Cooperazione & Relazioni internazionali

Quello che le statistiche non dicono

I tamponi vengono fatti solo su chi muore in ospedale. Così, in un paesino in provincia di Brescia, che registrava una media di 75 morti l'anno, i decessi dal primo marzo a oggi sono già 36, 24 dei quali ospiti della locale Rsa. Ma i casi ufficiali di morti per Coronavirus sono solo 5

di Marco Dotti

Snocciolano numeri, lanciano appelli a un patriottismo fuori luogo, raccontano storie. Ma sono le storie sbagliate. E la realtà sfugge da tutte le parti.

Brescia è sotto scacco. Del virus, certamente. Ma anche di un racconto che non dice, non vede, non tocca la sua realtà. Cosi, non è di alcun conforto dire che i numeri sono «moderatamente buoni» o che «scendono i contagi, ma non i morti» (ieri 75 nella città lombarda).

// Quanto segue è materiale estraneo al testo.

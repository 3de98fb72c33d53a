//! Secret store abstraction for Atrium.
//!
//! This crate defines the [`SecretStore`] trait — a pure key-value interface
//! over an opaque secret backend. The configuration engine in `atrium-core`
//! decides *what* goes into the store (one entry per secret field, one JSON
//! document per section for plaintext fields); this layer only moves bytes.
//!
//! Two implementations are provided:
//!
//! - [`EncryptedFileStore`] — local deployments, a single AES-256-GCM
//!   encrypted file on disk
//! - [`MemoryStore`] — in-memory, for testing only
//!
//! An external vault can be plugged in by implementing [`SecretStore`] for
//! its client; the engine never assumes anything beyond this trait.

mod error;
mod file;
mod memory;

pub use error::StoreError;
pub use file::{EncryptedFileStore, StoreKey};
pub use memory::MemoryStore;

/// A pluggable key-value secret store.
///
/// Keys are UTF-8 strings using `/` as a separator (e.g.
/// `secret/database/SQL_PASSWORD`, `config/search`). Values are opaque byte
/// arrays. Failures are always surfaced as [`StoreError`] — backends must
/// never swallow an I/O or decryption error and report "not found" instead.
///
/// Implementations must be safe to share across async tasks (`Send + Sync`).
#[async_trait::async_trait]
pub trait SecretStore: Send + Sync + 'static {
    /// Retrieve a value by key.
    ///
    /// Returns `Ok(None)` if the key does not exist — "not set" is a normal
    /// outcome, distinct from a backend failure.
    ///
    /// # Errors
    ///
    /// Returns [`StoreError::Read`] if the underlying backend fails.
    async fn get(&self, key: &str) -> Result<Option<Vec<u8>>, StoreError>;

    /// Store a key-value pair, overwriting any existing value.
    ///
    /// # Errors
    ///
    /// Returns [`StoreError::Write`] if the underlying backend fails.
    async fn put(&self, key: &str, value: &[u8]) -> Result<(), StoreError>;

    /// Delete a key. Idempotent — deleting a non-existent key is not an
    /// error.
    ///
    /// # Errors
    ///
    /// Returns [`StoreError::Delete`] if the underlying backend fails.
    async fn delete(&self, key: &str) -> Result<(), StoreError>;

    /// List all keys that start with the given prefix.
    ///
    /// Returns keys only, not values.
    ///
    /// # Errors
    ///
    /// Returns [`StoreError::List`] if the underlying backend fails.
    async fn list(&self, prefix: &str) -> Result<Vec<String>, StoreError>;

    /// Check whether a key exists in the store.
    ///
    /// The default implementation calls [`get`](SecretStore::get) and checks
    /// for `Some`. Backends may override this with a cheaper check.
    ///
    /// # Errors
    ///
    /// Returns [`StoreError::Read`] if the underlying backend fails.
    async fn exists(&self, key: &str) -> Result<bool, StoreError> {
        Ok(self.get(key).await?.is_some())
    }
}
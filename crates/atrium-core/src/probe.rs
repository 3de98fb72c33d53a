//! Live connectivity probes.
//!
//! The tester runs a minimal reachability/credential check for one section:
//! a TCP connect for the database, an HTTP GET for URL-based services. It
//! consumes the section's real (unmasked) values for the duration of the
//! probe only — they never appear in the result, and every probe runs under
//! a bounded timeout so a dead endpoint cannot hang the caller.

use std::collections::HashMap;
use std::fmt;
use std::sync::Arc;
use std::time::Duration;

use chrono::{DateTime, Utc};
use serde::Serialize;

use crate::registry::{ProbeKind, Section};

/// Default probe timeout.
pub const DEFAULT_PROBE_TIMEOUT: Duration = Duration::from_secs(10);

/// Structured outcome of a connection test.
#[derive(Debug, Clone, Serialize)]
pub struct TestResult {
    /// Whether the probe succeeded.
    pub success: bool,
    /// Human-readable outcome for operator diagnosis. Never contains a
    /// secret value.
    pub message: String,
    /// When the probe completed.
    pub timestamp: DateTime<Utc>,
}

impl TestResult {
    fn ok(message: String) -> Self {
        Self {
            success: true,
            message,
            timestamp: Utc::now(),
        }
    }

    fn fail(message: String) -> Self {
        Self {
            success: false,
            message,
            timestamp: Utc::now(),
        }
    }
}

/// A concrete probe built from a section's resolved values.
#[derive(Clone)]
pub enum ProbeTarget {
    /// TCP connect.
    Tcp { host: String, port: u16 },
    /// HTTP GET, optionally sending a credential header.
    Http {
        url: String,
        /// `(header name, header value)` — the value is a secret.
        auth_header: Option<(String, String)>,
    },
}

impl fmt::Debug for ProbeTarget {
    fn fmt(&self, f: &mut fmt::Formatter<'_>) -> fmt::Result {
        match self {
            Self::Tcp { host, port } => f
                .debug_struct("Tcp")
                .field("host", host)
                .field("port", port)
                .finish(),
            Self::Http { url, auth_header } => f
                .debug_struct("Http")
                .field("url", url)
                .field(
                    "auth_header",
                    &auth_header.as_ref().map(|(name, _)| (name, "[REDACTED]")),
                )
                .finish(),
        }
    }
}

/// Executes probe targets. A trait seam so tests can substitute a
/// deterministic runner for the real network.
#[async_trait::async_trait]
pub trait ProbeRunner: Send + Sync {
    /// Run the probe. `Ok` carries a success message, `Err` a failure
    /// message. Neither may contain credential values.
    async fn run(&self, target: &ProbeTarget) -> Result<String, String>;
}

/// The production runner: real TCP connects and HTTP requests.
pub struct NetworkProbeRunner {
    client: reqwest::Client,
}

impl NetworkProbeRunner {
    /// Create a runner with a fresh HTTP client.
    #[must_use]
    pub fn new() -> Self {
        Self {
            client: reqwest::Client::new(),
        }
    }
}

impl Default for NetworkProbeRunner {
    fn default() -> Self {
        Self::new()
    }
}

#[async_trait::async_trait]
impl ProbeRunner for NetworkProbeRunner {
    async fn run(&self, target: &ProbeTarget) -> Result<String, String> {
        match target {
            ProbeTarget::Tcp { host, port } => {
                match tokio::net::TcpStream::connect((host.as_str(), *port)).await {
                    Ok(_) => Ok(format!("reached {host}:{port}")),
                    Err(e) => Err(format!("cannot reach {host}:{port}: {e}")),
                }
            }
            ProbeTarget::Http { url, auth_header } => {
                let mut request = self.client.get(url.clone());
                if let Some((name, value)) = auth_header {
                    request = request.header(name.as_str(), value.as_str());
                }
                match request.send().await {
                    Ok(response) => {
                        let status = response.status();
                        if status.is_success() || status.is_redirection() {
                            Ok(format!("endpoint responded with HTTP {status}"))
                        } else {
                            // Reachable but rejected — credentials or
                            // config are wrong.
                            Err(format!("endpoint rejected the request: HTTP {status}"))
                        }
                    }
                    Err(e) => Err(format!("request to endpoint failed: {e}")),
                }
            }
        }
    }
}

impl fmt::Debug for NetworkProbeRunner {
    fn fmt(&self, f: &mut fmt::Formatter<'_>) -> fmt::Result {
        f.debug_struct("NetworkProbeRunner").finish_non_exhaustive()
    }
}

/// Runs a section's probe against its resolved values.
pub struct ConnectionTester {
    runner: Arc<dyn ProbeRunner>,
    timeout: Duration,
}

impl ConnectionTester {
    /// Create a tester with the given runner and per-probe timeout.
    #[must_use]
    pub fn new(runner: Arc<dyn ProbeRunner>, timeout: Duration) -> Self {
        Self { runner, timeout }
    }

    /// A tester using the real network and the default timeout.
    #[must_use]
    pub fn with_network(timeout: Duration) -> Self {
        Self::new(Arc::new(NetworkProbeRunner::new()), timeout)
    }

    /// Run the section's probe with the given resolved (real) values.
    ///
    /// Never returns the values; the result carries only a message. A probe
    /// that exceeds the timeout reports a distinguishable timeout failure
    /// instead of hanging.
    pub async fn test(&self, section: &Section, values: &HashMap<String, String>) -> TestResult {
        let target = match build_target(section, values) {
            Ok(target) => target,
            Err(message) => return TestResult::fail(message),
        };

        match tokio::time::timeout(self.timeout, self.runner.run(&target)).await {
            Ok(Ok(message)) => TestResult::ok(message),
            Ok(Err(message)) => TestResult::fail(message),
            Err(_) => TestResult::fail(format!(
                "probe timed out after {}s",
                self.timeout.as_secs()
            )),
        }
    }
}

impl fmt::Debug for ConnectionTester {
    fn fmt(&self, f: &mut fmt::Formatter<'_>) -> fmt::Result {
        f.debug_struct("ConnectionTester")
            .field("timeout", &self.timeout)
            .finish_non_exhaustive()
    }
}

/// Turn a section's probe definition plus resolved values into a concrete
/// target. Unconfigured or malformed inputs fail fast with a clear message
/// and no network activity.
fn build_target(
    section: &Section,
    values: &HashMap<String, String>,
) -> Result<ProbeTarget, String> {
    let value_of = |key: &str| values.get(key).map(String::as_str).unwrap_or("");

    match &section.probe {
        ProbeKind::Tcp { host_key, port_key } => {
            let host = value_of(host_key);
            if host.is_empty() {
                return Err(format!("'{host_key}' is not configured"));
            }
            let port_raw = value_of(port_key);
            let port: u16 = port_raw
                .parse()
                .map_err(|_| format!("'{port_key}' is not a valid port: '{port_raw}'"))?;
            Ok(ProbeTarget::Tcp {
                host: host.to_owned(),
                port,
            })
        }
        ProbeKind::Http {
            url_key,
            auth_header,
        } => {
            let url = value_of(url_key);
            if url.is_empty() {
                return Err(format!("'{url_key}' is not configured"));
            }
            let auth_header = match auth_header {
                Some((header, field_key)) => {
                    Some((header.clone(), value_of(field_key).to_owned()))
                }
                None => None,
            };
            Ok(ProbeTarget::Http {
                url: url.to_owned(),
                auth_header,
            })
        }
        ProbeKind::None => Err(format!(
            "no connectivity probe defined for section '{}'",
            section.id
        )),
    }
}
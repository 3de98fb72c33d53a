//! Shared application state for the Atrium server.
//!
//! A single [`AppState`] is constructed at startup and shared across all
//! Axum handlers via `Arc`. It holds the configuration engine; everything
//! a handler needs flows through it.

use std::sync::Arc;

use atrium_core::ConfigEngine;

/// Shared application state passed to all HTTP handlers.
pub struct AppState {
    /// The configuration and secret management engine.
    pub engine: Arc<ConfigEngine>,
}

impl std::fmt::Debug for AppState {
    fn fmt(&self, f: &mut std::fmt::Formatter<'_>) -> std::fmt::Result {
        f.debug_struct("AppState").finish_non_exhaustive()
    }
}
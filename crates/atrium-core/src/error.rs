//! Error types for `atrium-core`.
//!
//! Each variant carries enough context to diagnose the problem without a
//! debugger. No error message ever includes a secret value — only section
//! ids, field keys, and backend reasons.

use atrium_storage::StoreError;

/// Errors from configuration engine operations.
#[derive(Debug, thiserror::Error)]
pub enum ConfigError {
    /// The requested section is not in the registry.
    #[error("section not found: {section}")]
    SectionNotFound { section: String },

    /// The requested field does not exist in the section's schema.
    #[error("field '{field}' not found in section '{section}'")]
    FieldNotFound { section: String, field: String },

    /// A required field is empty after applying edits. Nothing was
    /// persisted and section status is untouched.
    #[error("validation failed for section '{section}': required field '{field}' is empty")]
    FieldValidationFailed { section: String, field: String },

    /// The request is well-formed but not allowed (e.g. revealing a
    /// non-secret field).
    #[error("invalid request: {reason}")]
    InvalidRequest { reason: String },

    /// The backing secret store is unreachable. Distinct from "field not
    /// set", which is a normal resolved state.
    #[error("secret store unavailable: {0}")]
    SecretStoreUnavailable(#[from] StoreError),

    /// A save failed partway through. `persisted` lists the field keys
    /// whose new values were committed before the failure; the caller can
    /// retry with only the remaining edits.
    #[error(
        "partial save on section '{section}': field '{failed}' failed ({reason}); \
         already persisted: [{}]", persisted.join(", ")
    )]
    PartialSave {
        section: String,
        persisted: Vec<String>,
        failed: String,
        reason: String,
    },

    /// Serialization of a section document failed.
    #[error("serialization failed for section '{section}': {reason}")]
    Serialization { section: String, reason: String },

    /// The reveal audit record could not be written. Reveals are
    /// fail-closed: no audit entry, no secret.
    #[error("reveal denied: {0}")]
    AuditRefused(#[from] AuditError),
}

/// Errors from the reveal audit log.
#[derive(Debug, thiserror::Error)]
pub enum AuditError {
    /// A specific audit sink failed to record the event.
    #[error("audit sink '{name}' failed: {reason}")]
    SinkFailure { name: String, reason: String },

    /// Serialization of the audit event failed.
    #[error("audit serialization failed: {reason}")]
    Serialization { reason: String },
}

Se è vero che – si perdoni l'espressione troppo cruda – i morti non parlano, i numeri che ascoltiamo, leggiamo, riascoltiamo come un'inutile litania contano ancora meno.

Il capo della Protezione civile ha dichiarato che i contagi sarebbero tra 5 o 10 volte più di quelli registrati. Solo i contagi? O anche i morti?

Un caso su tutti: a Coccaglio, in provincia di Brescia, su 36 morti, 24 sono avvenuti nella locale Rsa che conta 87 ospiti. Ma non sono stati fatti i tamponi – riservati oramai a chi muore in ospedale – e le statistiche registrano, allora, solo 5 decessi per Coronavirus.

A Coccaglio ci sono 75 decessi l'anno, ma dal 1 marzo scorso ne sono già avvenuti 36. Cifre che interrogano chi ancora vuole farsi interrogare dalla realtà. «Non accadeva dal 1944, ma allora c'era la guerra» ha spiegato il sindaco Alberto Facchetti al Giornale di Brescia.